• SUPPLIED DATA:
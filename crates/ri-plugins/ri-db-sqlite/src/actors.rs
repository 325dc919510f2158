//! Actor persistence. Upserts lean on the unique `user_id` /
//! `anonymous_key` columns so concurrent first touches converge.

use async_trait::async_trait;
use ri_core::error::{AppError, Result};
use ri_core::models::Actor;
use ri_core::traits::ActorRepo;
use sqlx::sqlite::SqliteRow;
use sqlx::Row;
use uuid::Uuid;

use crate::{blob_to_uuid, db_err, uuid_to_blob, SqliteStore};

fn actor_from_row(row: &SqliteRow) -> Result<Actor> {
    Ok(Actor {
        id: blob_to_uuid(row.try_get::<Vec<u8>, _>("id").map_err(db_err)?.as_slice()),
        user_id: row.try_get("user_id").map_err(db_err)?,
        anonymous_key: row.try_get("anonymous_key").map_err(db_err)?,
        fingerprint: row.try_get("fingerprint").map_err(db_err)?,
        created_at: row.try_get("created_at").map_err(db_err)?,
    })
}

#[async_trait]
impl ActorRepo for SqliteStore {
    async fn upsert_user_actor(&self, candidate: Actor) -> Result<Actor> {
        let user_id = candidate
            .user_id
            .clone()
            .ok_or_else(|| AppError::ValidationError("user actor without user id".into()))?;

        sqlx::query(
            "INSERT INTO actors (id, user_id, anonymous_key, fingerprint, created_at) VALUES (?, ?, NULL, ?, ?)
             ON CONFLICT(user_id) DO NOTHING",
        )
        .bind(uuid_to_blob(candidate.id))
        .bind(&user_id)
        .bind(&candidate.fingerprint)
        .bind(candidate.created_at)
        .execute(&self.pool)
        .await
        .map_err(db_err)?;

        let row = sqlx::query("SELECT * FROM actors WHERE user_id = ?")
            .bind(&user_id)
            .fetch_one(&self.pool)
            .await
            .map_err(db_err)?;
        actor_from_row(&row)
    }

    async fn upsert_anonymous_actor(&self, candidate: Actor) -> Result<Actor> {
        let key = candidate
            .anonymous_key
            .clone()
            .ok_or_else(|| AppError::ValidationError("anonymous actor without key".into()))?;

        // An empty fingerprint never overwrites a stored one.
        sqlx::query(
            "INSERT INTO actors (id, user_id, anonymous_key, fingerprint, created_at) VALUES (?, NULL, ?, ?, ?)
             ON CONFLICT(anonymous_key) DO UPDATE SET fingerprint = excluded.fingerprint
             WHERE excluded.fingerprint <> '' AND excluded.fingerprint <> actors.fingerprint",
        )
        .bind(uuid_to_blob(candidate.id))
        .bind(&key)
        .bind(&candidate.fingerprint)
        .bind(candidate.created_at)
        .execute(&self.pool)
        .await
        .map_err(db_err)?;

        let row = sqlx::query("SELECT * FROM actors WHERE anonymous_key = ?")
            .bind(&key)
            .fetch_one(&self.pool)
            .await
            .map_err(db_err)?;
        actor_from_row(&row)
    }

    async fn find_anonymous_actor(&self, anonymous_key: &str) -> Result<Option<Actor>> {
        let row = sqlx::query("SELECT * FROM actors WHERE anonymous_key = ? AND user_id IS NULL")
            .bind(anonymous_key)
            .fetch_optional(&self.pool)
            .await
            .map_err(db_err)?;
        row.as_ref().map(actor_from_row).transpose()
    }

    async fn get_actor(&self, id: Uuid) -> Result<Option<Actor>> {
        let row = sqlx::query("SELECT * FROM actors WHERE id = ?")
            .bind(uuid_to_blob(id))
            .fetch_optional(&self.pool)
            .await
            .map_err(db_err)?;
        row.as_ref().map(actor_from_row).transpose()
    }
}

• WHAT THE TASK REQUIRES: The records above are to be printed in full, exactly as they appear.

• COMPLETED EXERCISE:
filename crates/ri-plugins/ri-db-sqlite/src/actors.rs
repository 325dc919510f2158
//! Actor persistence. Upserts lean on the unique `user_id` /
//! `anonymous_key` columns so concurrent first touches converge.

use async_trait::async_trait;
use ri_core::error::{AppError, Result};
use ri_core::models::Actor;
use ri_core::traits::ActorRepo;
use sqlx::sqlite::SqliteRow;
use sqlx::Row;
use uuid::Uuid;

use crate::{blob_to_uuid, db_err, uuid_to_blob, SqliteStore};

fn actor_from_row(row: &SqliteRow) -> Result<Actor> {
    Ok(Actor {
        id: blob_to_uuid(row.try_get::<Vec<u8>, _>("id").map_err(db_err)?.as_slice()),
        user_id: row.try_get("user_id").map_err(db_err)?,
        anonymous_key: row.try_get("anonymous_key").map_err(db_err)?,
        fingerprint: row.try_get("fingerprint").map_err(db_err)?,
        created_at: row.try_get("created_at").map_err(db_err)?,
    })
}

#[async_trait]
impl ActorRepo for SqliteStore {
    async fn upsert_user_actor(&self, candidate: Actor) -> Result<Actor> {
        let user_id = candidate
            .user_id
            .clone()
            .ok_or_else(|| AppError::ValidationError("user actor without user id".into()))?;

        sqlx::query(
            "INSERT INTO actors (id, user_id, anonymous_key, fingerprint, created_at) VALUES (?, ?, NULL, ?, ?)
             ON CONFLICT(user_id) DO NOTHING",
        )
        .bind(uuid_to_blob(candidate.id))
        .bind(&user_id)
        .bind(&candidate.fingerprint)
        .bind(candidate.created_at)
        .execute(&self.pool)
        .await
        .map_err(db_err)?;

        let row = sqlx::query("SELECT * FROM actors WHERE user_id = ?")
            .bind(&user_id)
            .fetch_one(&self.pool)
            .await
            .map_err(db_err)?;
        actor_from_row(&row)
    }

    async fn upsert_anonymous_actor(&self, candidate: Actor) -> Result<Actor> {
        let key = candidate
            .anonymous_key
            .clone()
            .ok_or_else(|| AppError::ValidationError("anonymous actor without key".into()))?;

        // An empty fingerprint never overwrites a stored one.
        sqlx::query(
            "INSERT INTO actors (id, user_id, anonymous_key, fingerprint, created_at) VALUES (?, NULL, ?, ?, ?)
             ON CONFLICT(anonymous_key) DO UPDATE SET fingerprint = excluded.fingerprint
             WHERE excluded.fingerprint <> '' AND excluded.fingerprint <> actors.fingerprint",
        )
        .bind(uuid_to_blob(candidate.id))
        .bind(&key)
        .bind(&candidate.fingerprint)
        .bind(candidate.created_at)
        .execute(&self.pool)
        .await
        .map_err(db_err)?;

        let row = sqlx::query("SELECT * FROM actors WHERE anonymous_key = ?")
            .bind(&key)
            .fetch_one(&self.pool)
            .await
            .map_err(db_err)?;
        actor_from_row(&row)
    }

    async fn find_anonymous_actor(&self, anonymous_key: &str) -> Result<Option<Actor>> {
        let row = sqlx::query("SELECT * FROM actors WHERE anonymous_key = ? AND user_id IS NULL")
            .bind(anonymous_key)
            .fetch_optional(&self.pool)
            .await
            .map_err(db_err)?;
        row.as_ref().map(actor_from_row).transpose()
    }

    async fn get_actor(&self, id: Uuid) -> Result<Option<Actor>> {
        let row = sqlx::query("SELECT * FROM actors WHERE id = ?")
            .bind(uuid_to_blob(id))
            .fetch_optional(&self.pool)
            .await
            .map_err(db_err)?;
        row.as_ref().map(actor_from_row).transpose()
    }
}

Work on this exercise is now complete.